Take each line in the entries below that holds "ownership" and show it.

DATASET START

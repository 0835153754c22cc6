use crate::err::Error;
use crate::kvs::Collection;
use crate::val::Value;
use ahash::AHashMap;
use std::sync::Arc;

/// A column slot in a block, addressed by a small integer.
pub type RegisterId = usize;

/// The identity of a logical value inside one block.
pub type ValueId = u64;

/// The result of stealing a value out of a block cell.
#[derive(Debug)]
pub enum Stolen {
	/// The cell was empty
	Empty,
	/// The cell held the only reference; the caller now owns the value
	Owned(Value),
	/// The value is still referenced elsewhere in the block; the cell was
	/// cleared and the reference count decremented. Callers migrating the
	/// value into another block must clone it instead.
	Shared,
}

#[derive(Clone, Debug)]
struct Entry {
	value: Value,
	count: u32,
}

/// A rectangular batch of rows with a fixed register layout, passed
/// between operators.
///
/// Every logical value stored in a block lives in the block's value table
/// exactly once; cells reference values by id. A value may sit in several
/// cells of the same block (operators project the first row's inherited
/// registers into every subsequent row), and the table tracks the live
/// reference count so that ownership can be transferred out precisely and
/// memory released exactly once.
#[derive(Clone, Debug, Default)]
pub struct Block {
	rows: usize,
	regs: usize,
	data: Vec<Option<ValueId>>,
	values: AHashMap<ValueId, Entry>,
	next: ValueId,
	cols: Vec<Option<Arc<Collection>>>,
}

impl Block {
	/// Create a block of the given dimensions, with every cell empty.
	pub fn new(rows: usize, regs: usize) -> Self {
		Self {
			rows,
			regs,
			data: vec![None; rows * regs],
			values: AHashMap::new(),
			next: 0,
			cols: vec![None; regs],
		}
	}

	pub fn rows(&self) -> usize {
		self.rows
	}

	pub fn regs(&self) -> usize {
		self.regs
	}

	fn idx(&self, row: usize, reg: RegisterId) -> usize {
		debug_assert!(row < self.rows && reg < self.regs);
		row * self.regs + reg
	}

	/// Store a value into an empty cell, returning its id.
	pub fn set(&mut self, row: usize, reg: RegisterId, value: Value) -> ValueId {
		let idx = self.idx(row, reg);
		debug_assert!(self.data[idx].is_none(), "cell ({row},{reg}) already occupied");
		let id = self.next;
		self.next += 1;
		self.values.insert(
			id,
			Entry {
				value,
				count: 1,
			},
		);
		self.data[idx] = Some(id);
		id
	}

	/// Reference an existing value from another (empty) cell.
	pub fn share(&mut self, row: usize, reg: RegisterId, id: ValueId) {
		let idx = self.idx(row, reg);
		debug_assert!(self.data[idx].is_none(), "cell ({row},{reg}) already occupied");
		let entry = self.values.get_mut(&id).expect("shared value id must be live");
		entry.count += 1;
		self.data[idx] = Some(id);
	}

	/// The value id stored at a position, if any.
	pub fn id_at(&self, row: usize, reg: RegisterId) -> Option<ValueId> {
		self.data[self.idx(row, reg)]
	}

	/// Borrow the value at a position.
	pub fn get(&self, row: usize, reg: RegisterId) -> Option<&Value> {
		self.data[self.idx(row, reg)].map(|id| &self.values[&id].value)
	}

	/// The number of live references to a value within this block.
	pub fn value_count(&self, id: ValueId) -> usize {
		self.values.get(&id).map(|e| e.count as usize).unwrap_or(0)
	}

	/// Deep-copy the value at a position.
	pub fn clone_value(&self, row: usize, reg: RegisterId) -> Option<Value> {
		self.get(row, reg).cloned()
	}

	/// Transfer ownership of the value at a position out of the block.
	pub fn steal(&mut self, row: usize, reg: RegisterId) -> Stolen {
		let idx = self.idx(row, reg);
		let Some(id) = self.data[idx].take() else {
			return Stolen::Empty;
		};
		let entry = self.values.get_mut(&id).expect("cell id must be live");
		if entry.count == 1 {
			Stolen::Owned(self.values.remove(&id).unwrap().value)
		} else {
			entry.count -= 1;
			Stolen::Shared
		}
	}

	/// Null out a cell, dropping one reference. The value is released when
	/// the last reference goes.
	pub fn erase(&mut self, row: usize, reg: RegisterId) {
		let idx = self.idx(row, reg);
		if let Some(id) = self.data[idx].take() {
			let entry = self.values.get_mut(&id).expect("cell id must be live");
			entry.count -= 1;
			if entry.count == 0 {
				self.values.remove(&id);
			}
		}
	}

	/// The collection pointer interpreting shaped values in a register.
	pub fn col(&self, reg: RegisterId) -> Option<&Arc<Collection>> {
		self.cols.get(reg).and_then(Option::as_ref)
	}

	/// Attach the collection pointer of a register.
	pub fn set_col(&mut self, reg: RegisterId, collection: Arc<Collection>) {
		self.cols[reg] = Some(collection);
	}

	/// Erase every value in the given columns.
	pub fn clear_registers(&mut self, regs: &[RegisterId]) {
		for &reg in regs {
			for row in 0..self.rows {
				self.erase(row, reg);
			}
		}
	}

	/// Truncate the block to `n` rows, releasing the dropped rows' values.
	pub fn shrink(&mut self, n: usize) {
		if n >= self.rows {
			return;
		}
		for row in n..self.rows {
			for reg in 0..self.regs {
				self.erase(row, reg);
			}
		}
		self.rows = n;
		self.data.truncate(n * self.regs);
	}

	/// Clone the rows `[from, to)` into a new block. Values shared between
	/// cells of the slice stay shared in the copy.
	pub fn slice(&self, from: usize, to: usize) -> Block {
		let rows: Vec<usize> = (from..to).collect();
		self.slice_rows(&rows)
	}

	/// Clone the selected rows, in the given order, into a new block.
	pub fn slice_rows(&self, rows: &[usize]) -> Block {
		let mut out = Block::new(rows.len(), self.regs);
		out.cols.clone_from(&self.cols);
		let mut mapped: AHashMap<ValueId, ValueId> = AHashMap::new();
		for (dst, &src) in rows.iter().enumerate() {
			for reg in 0..self.regs {
				if let Some(id) = self.id_at(src, reg) {
					match mapped.get(&id) {
						Some(&new) => out.share(dst, reg, new),
						None => {
							let new = out.set(dst, reg, self.values[&id].value.clone());
							mapped.insert(id, new);
						}
					}
				}
			}
		}
		out
	}

	/// Move the selected rows' values into a new block without cloning,
	/// clearing them in the source. Values still referenced from rows that
	/// were not selected are cloned instead of moved.
	pub fn steal_rows(&mut self, rows: &[usize]) -> Block {
		let mut out = Block::new(rows.len(), self.regs);
		out.cols.clone_from(&self.cols);
		let mut mapped: AHashMap<ValueId, ValueId> = AHashMap::new();
		for (dst, &src) in rows.iter().enumerate() {
			for reg in 0..self.regs {
				let Some(id) = self.id_at(src, reg) else {
					continue;
				};
				if let Some(&new) = mapped.get(&id) {
					out.share(dst, reg, new);
					self.erase(src, reg);
					continue;
				}
				let new = match self.steal(src, reg) {
					Stolen::Owned(value) => out.set(dst, reg, value),
					Stolen::Shared => {
						out.set(dst, reg, self.values[&id].value.clone())
					}
					Stolen::Empty => unreachable!("cell id checked above"),
				};
				mapped.insert(id, new);
			}
		}
		out
	}

	/// Coalesce equally-shaped blocks into one.
	pub fn concatenate(blocks: Vec<Block>) -> Result<Block, Error> {
		let mut iter = blocks.into_iter();
		let Some(first) = iter.next() else {
			return Err(Error::Internal {
				message: String::from("Cannot concatenate zero blocks"),
			});
		};
		let regs = first.regs;
		let mut out = first;
		for block in iter {
			if block.regs != regs {
				return Err(Error::Internal {
					message: String::from("Cannot concatenate blocks of different width"),
				});
			}
			let base = out.rows;
			out.rows += block.rows;
			out.data.resize(out.rows * regs, None);
			for reg in 0..regs {
				if out.cols[reg].is_none() {
					out.cols[reg] = block.cols[reg].clone();
				}
			}
			let mut mapped: AHashMap<ValueId, ValueId> = AHashMap::new();
			let mut values = block.values;
			for row in 0..block.rows {
				for reg in 0..regs {
					let Some(id) = block.data[row * regs + reg] else {
						continue;
					};
					match mapped.get(&id) {
						Some(&new) => out.share(base + row, reg, new),
						None => {
							let value = values
								.remove(&id)
								.map(|e| e.value)
								.expect("cell id must be live");
							let new = out.set(base + row, reg, value);
							mapped.insert(id, new);
						}
					}
				}
			}
		}
		Ok(out)
	}

	/// Transfer one row's values into a row of another block, stealing
	/// values the row owns exclusively and cloning values still shared
	/// with other rows of this block. The source cells are cleared.
	pub fn move_row(&mut self, src_row: usize, dst: &mut Block, dst_row: usize) {
		for reg in 0..self.regs.min(dst.regs) {
			let Some(id) = self.id_at(src_row, reg) else {
				continue;
			};
			if self.value_count(id) == 1 {
				if let Stolen::Owned(value) = self.steal(src_row, reg) {
					dst.set(dst_row, reg, value);
				}
			} else {
				let value = self.values[&id].value.clone();
				self.erase(src_row, reg);
				dst.set(dst_row, reg, value);
			}
			if dst.cols[reg].is_none() {
				dst.cols[reg] = self.cols[reg].clone();
			}
		}
	}

	/// Clone one row's values (the registers inherited from upstream) from
	/// another block into a row of this one, carrying the collection
	/// pointers along.
	pub fn inherit(&mut self, dst_row: usize, src: &Block, src_row: usize) {
		for reg in 0..src.regs().min(self.regs) {
			if let Some(value) = src.get(src_row, reg) {
				self.set(dst_row, reg, value.clone());
			}
			if self.cols[reg].is_none() {
				self.cols[reg] = src.col(reg).cloned();
			}
		}
	}

	/// Reference every value of one row from another (empty) row, used to
	/// project the first row's inherited registers into every subsequent
	/// row without copying.
	pub fn repeat(&mut self, src_row: usize, dst_row: usize, regs: usize) {
		for reg in 0..regs.min(self.regs) {
			if let Some(id) = self.id_at(src_row, reg) {
				self.share(dst_row, reg, id);
			}
		}
	}

	/// Borrow one row as an input view for expression evaluation.
	pub fn row(&self, row: usize) -> Row<'_> {
		Row {
			block: self,
			row,
		}
	}
}

/// A borrowed view of one row of a block.
#[derive(Clone, Copy)]
pub struct Row<'a> {
	block: &'a Block,
	row: usize,
}

impl<'a> Row<'a> {
	pub fn new(block: &'a Block, row: usize) -> Self {
		Self {
			block,
			row,
		}
	}

	pub fn get(&self, reg: RegisterId) -> Option<&'a Value> {
		self.block.get(self.row, reg)
	}

	pub fn col(&self, reg: RegisterId) -> Option<&'a Arc<Collection>> {
		self.block.col(reg)
	}

	pub fn block(&self) -> &'a Block {
		self.block
	}

	pub fn index(&self) -> usize {
		self.row
	}
}

#[cfg(test)]
mod tests {
	use super::*;
	use serde_json::json;

	fn value(v: i64) -> Value {
		Value::Json(json!(v))
	}

	#[test]
	fn sharing_tracks_reference_counts() {
		let mut block = Block::new(3, 2);
		let id = block.set(0, 0, value(7));
		block.share(1, 0, id);
		block.share(2, 0, id);
		assert_eq!(block.value_count(id), 3);
		// A shared value cannot be stolen, only released
		assert!(matches!(block.steal(2, 0), Stolen::Shared));
		assert_eq!(block.value_count(id), 2);
		block.erase(1, 0);
		assert!(matches!(block.steal(0, 0), Stolen::Owned(_)));
		assert_eq!(block.value_count(id), 0);
		assert!(block.get(0, 0).is_none());
	}

	#[test]
	fn slice_preserves_sharing() {
		let mut block = Block::new(3, 2);
		let id = block.set(0, 0, value(1));
		block.share(1, 0, id);
		block.set(1, 1, value(2));
		block.set(2, 0, value(3));
		let slice = block.slice(0, 2);
		assert_eq!(slice.rows(), 2);
		let a = slice.id_at(0, 0).unwrap();
		let b = slice.id_at(1, 0).unwrap();
		assert_eq!(a, b);
		assert_eq!(slice.value_count(a), 2);
		// The source block is untouched
		assert_eq!(block.value_count(id), 2);
	}

	#[test]
	fn steal_rows_moves_unique_and_clones_shared() {
		let mut block = Block::new(3, 1);
		let shared = block.set(0, 0, value(1));
		block.share(2, 0, shared);
		block.set(1, 0, value(2));
		let out = block.steal_rows(&[0, 1]);
		assert_eq!(out.rows(), 2);
		assert_eq!(out.get(0, 0).unwrap().to_json(), json!(1));
		assert_eq!(out.get(1, 0).unwrap().to_json(), json!(2));
		// Row 0 was shared with row 2, so the source kept one reference
		assert!(block.get(0, 0).is_none());
		assert!(block.get(1, 0).is_none());
		assert_eq!(block.get(2, 0).unwrap().to_json(), json!(1));
	}

	#[test]
	fn concatenate_requires_equal_width() {
		let mut a = Block::new(1, 2);
		a.set(0, 0, value(1));
		let mut b = Block::new(2, 2);
		let id = b.set(0, 1, value(2));
		b.share(1, 1, id);
		let out = Block::concatenate(vec![a, b]).unwrap();
		assert_eq!(out.rows(), 3);
		assert_eq!(out.get(0, 0).unwrap().to_json(), json!(1));
		let x = out.id_at(1, 1).unwrap();
		assert_eq!(out.id_at(2, 1), Some(x));
		assert_eq!(out.value_count(x), 2);

		let c = Block::new(1, 3);
		assert!(Block::concatenate(vec![out, c]).is_err());
	}

	#[test]
	fn shrink_and_clear_release_values() {
		let mut block = Block::new(3, 2);
		block.set(0, 0, value(1));
		block.set(1, 0, value(2));
		block.set(2, 1, value(3));
		block.shrink(2);
		assert_eq!(block.rows(), 2);
		block.clear_registers(&[0]);
		assert!(block.get(0, 0).is_none());
		assert!(block.get(1, 0).is_none());
	}

	#[test]
	fn repeat_projects_inherited_registers() {
		let mut input = Block::new(1, 2);
		input.set(0, 0, value(9));
		let mut out = Block::new(3, 3);
		out.inherit(0, &input, 0);
		out.repeat(0, 1, 2);
		out.repeat(0, 2, 2);
		let id = out.id_at(0, 0).unwrap();
		assert_eq!(out.value_count(id), 3);
		assert_eq!(out.get(2, 0).unwrap().to_json(), json!(9));
	}
}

DATASET END

# [EXERCISE RESPONSE]
/// reference count so that ownership can be transferred out precisely and
	/// Transfer ownership of the value at a position out of the block.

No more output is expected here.